Cooke has been suspended five times in his career but has not been disciplined since March 2011, when he was suspended 10 games, plus the first round of the playoffs, for a hit to the head of the New York Rangers' Ryan McDonagh.
Cooke since has said he has changed the way he plays the game, but Melnyk does not believe that.
"I don't buy any of that garbage," Melnyk told TSN. "Five times? No, we're No. 6? How about seven and eight? At what point do you say, 'You know what? Maybe he's not changed.' You do this enough times, don't try to convince me or anybody else. People are way too intelligent. The guy gets suspended five times. That's how many times he's been suspended, never mind how many times he's not been suspended.
"I'm just shocked that that organization employs that type of individual."
The Penguins told ESPN.com on Thursday that they would not defend Cooke if they thought his was a dirty play.
"I feel horrible for Erik Karlsson; I feel bad for Ottawa," Pittsburgh general manager Ray Shero said. "It's a bad feeling. But I can't rationalize where that was a dirty play or anything with intent. Our fan base knows how it feels to lose a star player. It's emotional. I know how it feels like. It's just very unfortunate. I would not be defending Matt Cooke if I thought it was a dirty hockey play."
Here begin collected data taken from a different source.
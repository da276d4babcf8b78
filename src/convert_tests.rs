// End-to-end conversions: .ins text through the reader, builder and
// emitter, checking the exact C output.

#[cfg(test)]
mod tests {
    use crate::builder::TableBuilder;
    use crate::error::ConvertError;
    use crate::mode::Mode;
    use crate::output::RowEmitter;
    use ins_file::IniDocument;

    fn convert(mode: Mode, text: &str) -> Result<String, ConvertError> {
        let doc = IniDocument::parse(text).unwrap();
        let tables = TableBuilder::new(mode, &doc).build()?;
        let emitter = RowEmitter::new(mode);
        let rows = emitter.collect_rows(&tables);
        Ok(emitter.build_output(&rows))
    }

    #[test]
    fn test_minimal_gm_conversion() {
        let output = convert(
            Mode::Gm,
            "[General MIDI Level 2]\n\
             Patch[0]=BankA\n\
             [General MIDI Level 2 Drumsets]\n\
             [BankA]\n\
             0=Grand Piano\n",
        )
        .unwrap();

        assert_eq!(output, "    {'M',   0,   0,   0, \"BankA\", \"Grand Piano\"},\n");
    }

    #[test]
    fn test_rows_sort_by_address_not_insertion_order() {
        let output = convert(
            Mode::Gm,
            "[General MIDI Level 2]\n\
             Patch[5]=Bank Five\n\
             Patch[1]=Bank One\n\
             [General MIDI Level 2 Drumsets]\n\
             [Bank Five]\n\
             0=Five Zero\n\
             [Bank One]\n\
             0=One Zero\n",
        )
        .unwrap();

        let expected = concat!(
            "    {'M',   0,   1,   0, \"Bank One\", \"One Zero\"},\n",
            "    {'M',   0,   5,   0, \"Bank Five\", \"Five Zero\"},\n",
        );
        assert_eq!(output, expected);
    }

    #[test]
    fn test_gm_prefix_rewrite_end_to_end() {
        let output = convert(
            Mode::Gm,
            "[General MIDI Level 2]\n\
             Patch[1]=General MIDI Level 2 Piano\n\
             [General MIDI Level 2 Drumsets]\n\
             [General MIDI Level 2 Piano]\n\
             0=Grand Piano\n",
        )
        .unwrap();

        assert_eq!(
            output,
            "    {'M',   0,   1,   0, \"GM2 Piano\", \"Grand Piano\"},\n"
        );
    }

    #[test]
    fn test_quote_escaping_end_to_end() {
        let output = convert(
            Mode::Gm,
            "[General MIDI Level 2]\n\
             Patch[0]=Bank \"Q\"\n\
             [General MIDI Level 2 Drumsets]\n\
             [Bank \"Q\"]\n\
             0=He said \"hi\"\n",
        )
        .unwrap();

        assert_eq!(
            output,
            "    {'M',   0,   0,   0, \"Bank \\\"Q\\\"\", \"He said \\\"hi\\\"\"},\n"
        );
    }

    #[test]
    fn test_xg_drum_conversion_inverts_display_msb() {
        let output = convert(
            Mode::Xg,
            "[YAMAHA MU1000/MU2000]\n\
             [YAMAHA MU1000/MU2000 Drumsets]\n\
             Key[256,5]=YAMAHA MU1000/MU2000 Kit\n\
             [YAMAHA MU1000/MU2000 Kit]\n\
             36=Kick\n",
        )
        .unwrap();

        assert_eq!(output, "    {'P', 125,   5,  36, \"XG Kit\", \"Kick\"},\n");
    }

    #[test]
    fn test_sonar_gs_has_no_rewrite_or_inversion() {
        let output = convert(
            Mode::SonarGs,
            "[Roland GS]\n\
             [Roland GS Drumsets]\n\
             Key[1,48]=Roland GS Orchestra Kit\n\
             [Roland GS Orchestra Kit]\n\
             38=Concert Snare\n",
        )
        .unwrap();

        assert_eq!(
            output,
            "    {'P',   1,  48,  38, \"Roland GS Orchestra Kit\", \"Concert Snare\"},\n"
        );
    }

    #[test]
    fn test_non_gm_drops_bank_zero_rows() {
        let output = convert(
            Mode::Gs,
            "[Microsoft GS Wavetable Synth]\n\
             Patch[0]=Microsoft GS Capital Tones\n\
             Patch[1]=Microsoft GS Variation\n\
             [Microsoft GS Wavetable Synth Drumsets]\n\
             Key[0,0]=Microsoft GS Standard Kit\n\
             [Microsoft GS Capital Tones]\n\
             0=Piano 1\n\
             [Microsoft GS Variation]\n\
             0=Detuned Piano\n\
             [Microsoft GS Standard Kit]\n\
             36=Kick\n\
             60=Hi Bongo\n",
        )
        .unwrap();

        // Bank 0 vanishes for both groups; only the variation bank stays.
        assert_eq!(
            output,
            "    {'M',   0,   1,   0, \"GS Variation\", \"Detuned Piano\"},\n"
        );
    }

    #[test]
    fn test_gm_keeps_bank_zero_drums() {
        let output = convert(
            Mode::Gm,
            "[General MIDI Level 2]\n\
             [General MIDI Level 2 Drumsets]\n\
             Key[0,0]=General MIDI Level 2 Standard Kit\n\
             [General MIDI Level 2 Standard Kit]\n\
             36=Kick\n",
        )
        .unwrap();

        assert_eq!(
            output,
            "    {'P',   0,   0,  36, \"GM2 Standard Kit\", \"Kick\"},\n"
        );
    }

    #[test]
    fn test_missing_patch_section_produces_no_output() {
        let err = convert(
            Mode::Gm,
            "[General MIDI Level 2]\n\
             Patch[0]=Nowhere\n\
             [General MIDI Level 2 Drumsets]\n",
        )
        .unwrap_err();

        assert_eq!(err, ConvertError::PatchSectionNotFound("Nowhere".to_string()));
    }

    #[test]
    fn test_invalid_patch_number_is_fatal_end_to_end() {
        let err = convert(
            Mode::Gm,
            "[General MIDI Level 2]\n\
             Patch[0]=BankA\n\
             [General MIDI Level 2 Drumsets]\n\
             [BankA]\n\
             128=Too High\n",
        )
        .unwrap_err();

        assert_eq!(err, ConvertError::InvalidPatchNumber(128));
    }

    #[test]
    fn test_extraneous_keys_are_tolerated() {
        let output = convert(
            Mode::Gm,
            "[General MIDI Level 2]\n\
             BasedOn=General MIDI\n\
             Patch[0]=BankA\n\
             [General MIDI Level 2 Drumsets]\n\
             UseNotesForRhythm=0\n\
             [BankA]\n\
             Comment=not a patch\n\
             0=Grand Piano\n",
        )
        .unwrap();

        assert_eq!(output, "    {'M',   0,   0,   0, \"BankA\", \"Grand Piano\"},\n");
    }
}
Melnyk also disagreed with the NHL's decision not to discipline Cooke.
"The league has its own way of working," Melnyk told TSN. "They have their job, we have our job. At the end of the day, they are responsible for this. This is a reflection on the NHL. But saying that, if they're right, they're right. We have a different view at this point.
"Over the coming weeks, we'll get to the bottom of it. ... You can't see it on camera, that's why you can't blame the league for this or anyone else. On camera you look at it, but when you look at it logically, you've got a blade that has to cut through socks, has to then cut through skin, fat, muscle, everything that protects the tendon, then cuts 70 percent of the tendon."
Senators GM Bryan Murray said Thursday that Karlsson is expected to have a full recovery after surgery repaired the "clean cut," but Karlsson's season is done.
Murray added that Karlsson felt he "got directed and got cut with a skate that shouldn't be where it was."
"You will forget about guys like him (Cooke) in a year or two because they won't be playing in the league," Melnyk told TSN. "He's done it to us; he's done it to others. If he thinks it's cool to be the tough goon, then that's his business, but people aren't going to put up with him. We're certainly not going to put up with him. ... He's on a watch list now. Everybody should know it.
"You certainly don't belong in this league, and the faster you're gone, the better."